WORK ORDER:
Go line by line through the entries below and copy those containing the string "ActivityRetainedScoped".

SUPPLIED RECORDS:

--- START ---

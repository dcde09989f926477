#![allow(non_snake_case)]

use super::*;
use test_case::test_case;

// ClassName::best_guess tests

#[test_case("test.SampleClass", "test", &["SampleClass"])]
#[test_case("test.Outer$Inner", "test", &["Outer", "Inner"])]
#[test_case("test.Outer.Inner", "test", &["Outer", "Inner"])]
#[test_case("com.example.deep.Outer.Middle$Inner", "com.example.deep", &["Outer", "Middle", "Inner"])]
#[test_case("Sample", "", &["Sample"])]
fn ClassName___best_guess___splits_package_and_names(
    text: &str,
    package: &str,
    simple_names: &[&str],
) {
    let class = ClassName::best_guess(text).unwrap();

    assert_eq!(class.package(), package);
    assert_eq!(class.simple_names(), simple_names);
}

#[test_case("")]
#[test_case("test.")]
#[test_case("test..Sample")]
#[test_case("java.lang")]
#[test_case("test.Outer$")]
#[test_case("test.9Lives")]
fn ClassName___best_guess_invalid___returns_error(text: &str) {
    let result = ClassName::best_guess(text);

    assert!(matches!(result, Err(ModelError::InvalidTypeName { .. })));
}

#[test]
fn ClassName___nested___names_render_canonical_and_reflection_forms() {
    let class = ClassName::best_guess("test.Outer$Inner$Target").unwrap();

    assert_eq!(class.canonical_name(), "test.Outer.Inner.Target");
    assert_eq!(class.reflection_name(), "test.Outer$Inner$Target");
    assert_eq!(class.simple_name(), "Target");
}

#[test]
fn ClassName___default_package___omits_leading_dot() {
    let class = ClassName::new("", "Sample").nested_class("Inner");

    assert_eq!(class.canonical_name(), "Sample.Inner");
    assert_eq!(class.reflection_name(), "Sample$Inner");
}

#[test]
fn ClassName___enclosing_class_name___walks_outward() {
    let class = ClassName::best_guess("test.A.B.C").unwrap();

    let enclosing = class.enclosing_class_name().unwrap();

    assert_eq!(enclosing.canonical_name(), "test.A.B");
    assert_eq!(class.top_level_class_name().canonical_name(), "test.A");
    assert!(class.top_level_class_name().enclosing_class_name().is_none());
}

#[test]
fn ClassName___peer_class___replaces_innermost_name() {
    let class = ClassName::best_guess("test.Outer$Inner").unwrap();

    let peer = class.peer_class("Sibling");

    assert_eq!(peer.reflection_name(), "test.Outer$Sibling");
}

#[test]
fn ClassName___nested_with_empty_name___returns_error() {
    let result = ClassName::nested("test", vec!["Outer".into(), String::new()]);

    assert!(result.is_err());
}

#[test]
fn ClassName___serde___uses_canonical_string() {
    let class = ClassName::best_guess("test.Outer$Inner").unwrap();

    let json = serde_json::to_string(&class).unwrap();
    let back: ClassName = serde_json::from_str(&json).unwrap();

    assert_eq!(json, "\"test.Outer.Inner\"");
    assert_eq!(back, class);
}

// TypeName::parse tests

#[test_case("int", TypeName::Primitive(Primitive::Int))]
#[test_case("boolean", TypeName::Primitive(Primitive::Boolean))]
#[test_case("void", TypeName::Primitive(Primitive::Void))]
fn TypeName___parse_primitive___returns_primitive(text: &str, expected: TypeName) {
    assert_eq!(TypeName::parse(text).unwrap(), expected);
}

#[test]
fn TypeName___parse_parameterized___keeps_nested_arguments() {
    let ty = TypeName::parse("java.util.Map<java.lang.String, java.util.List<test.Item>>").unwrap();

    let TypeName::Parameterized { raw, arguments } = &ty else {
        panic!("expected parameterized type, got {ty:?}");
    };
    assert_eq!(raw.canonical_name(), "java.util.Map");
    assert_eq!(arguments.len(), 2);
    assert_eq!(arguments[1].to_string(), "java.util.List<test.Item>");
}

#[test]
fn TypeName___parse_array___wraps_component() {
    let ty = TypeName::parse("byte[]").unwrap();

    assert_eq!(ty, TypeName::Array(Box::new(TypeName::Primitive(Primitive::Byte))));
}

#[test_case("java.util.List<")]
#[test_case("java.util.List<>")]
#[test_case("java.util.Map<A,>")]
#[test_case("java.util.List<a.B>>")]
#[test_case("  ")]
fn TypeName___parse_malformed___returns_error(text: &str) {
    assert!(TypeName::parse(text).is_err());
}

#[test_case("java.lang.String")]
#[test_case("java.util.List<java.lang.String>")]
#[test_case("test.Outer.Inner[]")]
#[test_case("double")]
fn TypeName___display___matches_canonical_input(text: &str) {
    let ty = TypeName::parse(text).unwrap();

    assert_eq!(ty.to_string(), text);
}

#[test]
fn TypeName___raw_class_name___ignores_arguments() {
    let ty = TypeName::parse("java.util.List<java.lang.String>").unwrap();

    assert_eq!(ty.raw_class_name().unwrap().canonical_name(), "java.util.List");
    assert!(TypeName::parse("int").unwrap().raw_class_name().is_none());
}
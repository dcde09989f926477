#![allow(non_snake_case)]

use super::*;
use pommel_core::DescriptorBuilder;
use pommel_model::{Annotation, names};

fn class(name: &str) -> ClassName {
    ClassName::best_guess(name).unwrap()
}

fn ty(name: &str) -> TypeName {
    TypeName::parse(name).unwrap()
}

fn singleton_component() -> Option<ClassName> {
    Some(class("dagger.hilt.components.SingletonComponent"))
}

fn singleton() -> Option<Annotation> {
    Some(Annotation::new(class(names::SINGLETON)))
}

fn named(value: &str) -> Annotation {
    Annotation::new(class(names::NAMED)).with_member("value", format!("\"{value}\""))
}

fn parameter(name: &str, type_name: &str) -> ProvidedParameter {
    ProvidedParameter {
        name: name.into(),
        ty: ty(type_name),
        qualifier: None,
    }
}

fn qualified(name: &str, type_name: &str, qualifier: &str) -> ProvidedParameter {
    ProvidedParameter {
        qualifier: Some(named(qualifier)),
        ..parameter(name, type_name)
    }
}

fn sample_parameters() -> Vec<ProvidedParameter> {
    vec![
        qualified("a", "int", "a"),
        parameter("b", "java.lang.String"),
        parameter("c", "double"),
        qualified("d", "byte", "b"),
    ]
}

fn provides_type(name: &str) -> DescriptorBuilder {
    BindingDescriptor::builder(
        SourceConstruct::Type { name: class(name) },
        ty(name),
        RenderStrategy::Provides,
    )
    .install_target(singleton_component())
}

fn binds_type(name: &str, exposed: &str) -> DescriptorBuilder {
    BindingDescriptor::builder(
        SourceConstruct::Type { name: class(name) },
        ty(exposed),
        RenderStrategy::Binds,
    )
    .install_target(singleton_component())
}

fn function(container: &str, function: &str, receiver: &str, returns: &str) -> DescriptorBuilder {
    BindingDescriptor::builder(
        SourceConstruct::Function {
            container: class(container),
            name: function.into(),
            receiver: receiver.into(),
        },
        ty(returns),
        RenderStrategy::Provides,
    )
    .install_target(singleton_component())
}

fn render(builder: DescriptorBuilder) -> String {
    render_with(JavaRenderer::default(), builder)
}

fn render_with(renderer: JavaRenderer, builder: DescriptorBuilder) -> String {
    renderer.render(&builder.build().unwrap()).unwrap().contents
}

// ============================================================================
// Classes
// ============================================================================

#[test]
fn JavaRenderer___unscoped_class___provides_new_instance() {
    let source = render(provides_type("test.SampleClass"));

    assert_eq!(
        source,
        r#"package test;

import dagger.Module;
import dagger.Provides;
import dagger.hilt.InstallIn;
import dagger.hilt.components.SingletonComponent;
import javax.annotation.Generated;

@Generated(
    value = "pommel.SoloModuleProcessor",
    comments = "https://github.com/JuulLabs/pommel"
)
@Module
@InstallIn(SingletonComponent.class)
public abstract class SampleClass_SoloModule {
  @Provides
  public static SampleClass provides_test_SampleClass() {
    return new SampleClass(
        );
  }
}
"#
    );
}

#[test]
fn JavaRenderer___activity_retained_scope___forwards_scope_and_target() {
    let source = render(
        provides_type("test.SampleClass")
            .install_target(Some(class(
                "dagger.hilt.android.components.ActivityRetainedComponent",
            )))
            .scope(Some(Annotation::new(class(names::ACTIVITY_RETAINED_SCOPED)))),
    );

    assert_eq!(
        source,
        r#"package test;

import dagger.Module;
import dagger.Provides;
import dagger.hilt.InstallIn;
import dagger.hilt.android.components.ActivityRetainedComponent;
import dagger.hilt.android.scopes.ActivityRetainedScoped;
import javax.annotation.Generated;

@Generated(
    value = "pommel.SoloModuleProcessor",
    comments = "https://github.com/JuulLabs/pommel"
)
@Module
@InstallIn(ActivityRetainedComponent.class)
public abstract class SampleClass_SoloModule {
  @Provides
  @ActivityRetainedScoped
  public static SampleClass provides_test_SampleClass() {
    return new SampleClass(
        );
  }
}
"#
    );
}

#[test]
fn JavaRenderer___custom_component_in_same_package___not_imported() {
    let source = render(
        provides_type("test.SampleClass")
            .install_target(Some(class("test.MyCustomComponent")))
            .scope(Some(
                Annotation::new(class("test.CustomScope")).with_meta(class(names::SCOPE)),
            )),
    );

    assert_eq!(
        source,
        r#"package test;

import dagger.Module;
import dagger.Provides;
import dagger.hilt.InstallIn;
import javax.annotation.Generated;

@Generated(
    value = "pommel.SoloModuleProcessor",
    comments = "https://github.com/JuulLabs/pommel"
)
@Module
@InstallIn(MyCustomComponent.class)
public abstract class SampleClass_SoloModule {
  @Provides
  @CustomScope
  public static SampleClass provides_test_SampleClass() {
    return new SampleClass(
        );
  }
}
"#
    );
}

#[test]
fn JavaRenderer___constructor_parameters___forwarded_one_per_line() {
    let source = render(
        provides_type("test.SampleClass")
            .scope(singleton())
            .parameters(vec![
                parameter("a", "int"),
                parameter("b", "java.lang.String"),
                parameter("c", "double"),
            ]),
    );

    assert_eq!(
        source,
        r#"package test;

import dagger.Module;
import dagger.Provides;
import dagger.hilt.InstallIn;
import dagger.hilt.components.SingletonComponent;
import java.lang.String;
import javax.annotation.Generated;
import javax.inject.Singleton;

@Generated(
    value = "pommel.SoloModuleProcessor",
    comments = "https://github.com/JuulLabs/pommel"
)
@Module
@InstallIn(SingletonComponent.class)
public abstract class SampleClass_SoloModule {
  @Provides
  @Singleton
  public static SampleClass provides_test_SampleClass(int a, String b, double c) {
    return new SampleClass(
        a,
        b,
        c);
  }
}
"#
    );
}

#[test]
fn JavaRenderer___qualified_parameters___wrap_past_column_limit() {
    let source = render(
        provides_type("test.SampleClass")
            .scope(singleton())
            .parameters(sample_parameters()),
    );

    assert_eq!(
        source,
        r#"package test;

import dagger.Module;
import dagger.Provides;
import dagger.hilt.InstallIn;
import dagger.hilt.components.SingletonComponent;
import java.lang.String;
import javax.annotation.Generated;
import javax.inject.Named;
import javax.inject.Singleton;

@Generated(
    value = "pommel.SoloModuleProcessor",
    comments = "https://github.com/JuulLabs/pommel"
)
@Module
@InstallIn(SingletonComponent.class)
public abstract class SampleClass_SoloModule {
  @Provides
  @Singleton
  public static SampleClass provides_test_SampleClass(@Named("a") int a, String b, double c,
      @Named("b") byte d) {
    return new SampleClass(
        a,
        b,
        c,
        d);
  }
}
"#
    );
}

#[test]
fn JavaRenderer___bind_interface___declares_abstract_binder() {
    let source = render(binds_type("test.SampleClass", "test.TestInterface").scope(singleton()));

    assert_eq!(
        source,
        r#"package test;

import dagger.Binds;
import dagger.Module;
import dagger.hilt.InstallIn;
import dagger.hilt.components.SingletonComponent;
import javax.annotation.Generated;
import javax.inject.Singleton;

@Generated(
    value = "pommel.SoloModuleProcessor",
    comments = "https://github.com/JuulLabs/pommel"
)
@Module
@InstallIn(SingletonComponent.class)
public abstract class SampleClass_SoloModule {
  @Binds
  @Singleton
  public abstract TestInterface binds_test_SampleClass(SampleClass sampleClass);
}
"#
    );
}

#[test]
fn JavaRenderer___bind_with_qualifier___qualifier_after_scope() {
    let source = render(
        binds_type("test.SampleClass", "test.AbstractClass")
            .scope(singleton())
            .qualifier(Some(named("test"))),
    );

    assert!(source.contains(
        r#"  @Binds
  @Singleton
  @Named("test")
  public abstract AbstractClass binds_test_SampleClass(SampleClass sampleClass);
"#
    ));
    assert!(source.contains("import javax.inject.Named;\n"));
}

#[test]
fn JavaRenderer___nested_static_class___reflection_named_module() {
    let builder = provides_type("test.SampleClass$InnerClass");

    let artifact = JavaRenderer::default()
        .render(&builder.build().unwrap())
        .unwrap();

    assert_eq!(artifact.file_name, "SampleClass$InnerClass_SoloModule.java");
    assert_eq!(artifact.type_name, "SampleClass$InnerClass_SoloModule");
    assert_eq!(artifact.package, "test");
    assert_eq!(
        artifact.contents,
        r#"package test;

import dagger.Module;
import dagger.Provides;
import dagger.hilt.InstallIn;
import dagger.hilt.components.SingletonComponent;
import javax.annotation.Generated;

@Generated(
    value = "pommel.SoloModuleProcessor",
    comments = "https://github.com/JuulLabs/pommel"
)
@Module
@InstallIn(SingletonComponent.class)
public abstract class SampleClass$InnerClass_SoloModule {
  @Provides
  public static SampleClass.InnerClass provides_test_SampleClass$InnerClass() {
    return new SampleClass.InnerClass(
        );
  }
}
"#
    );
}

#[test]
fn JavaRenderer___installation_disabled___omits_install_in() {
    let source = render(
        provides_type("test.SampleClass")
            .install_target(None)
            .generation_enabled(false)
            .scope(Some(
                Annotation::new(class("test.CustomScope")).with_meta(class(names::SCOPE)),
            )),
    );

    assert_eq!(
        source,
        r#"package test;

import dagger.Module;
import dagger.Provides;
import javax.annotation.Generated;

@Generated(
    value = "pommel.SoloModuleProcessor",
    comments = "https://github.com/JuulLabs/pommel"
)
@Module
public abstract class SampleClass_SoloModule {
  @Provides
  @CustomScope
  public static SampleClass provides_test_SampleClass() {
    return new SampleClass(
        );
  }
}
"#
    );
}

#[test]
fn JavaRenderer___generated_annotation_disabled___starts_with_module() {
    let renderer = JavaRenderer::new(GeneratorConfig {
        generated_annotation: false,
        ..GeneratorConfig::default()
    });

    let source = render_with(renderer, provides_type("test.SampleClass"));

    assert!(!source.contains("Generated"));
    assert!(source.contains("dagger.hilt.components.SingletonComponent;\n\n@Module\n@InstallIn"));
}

--- END ---

RESPONSE:
import dagger.hilt.android.scopes.ActivityRetainedScoped;
  @ActivityRetainedScoped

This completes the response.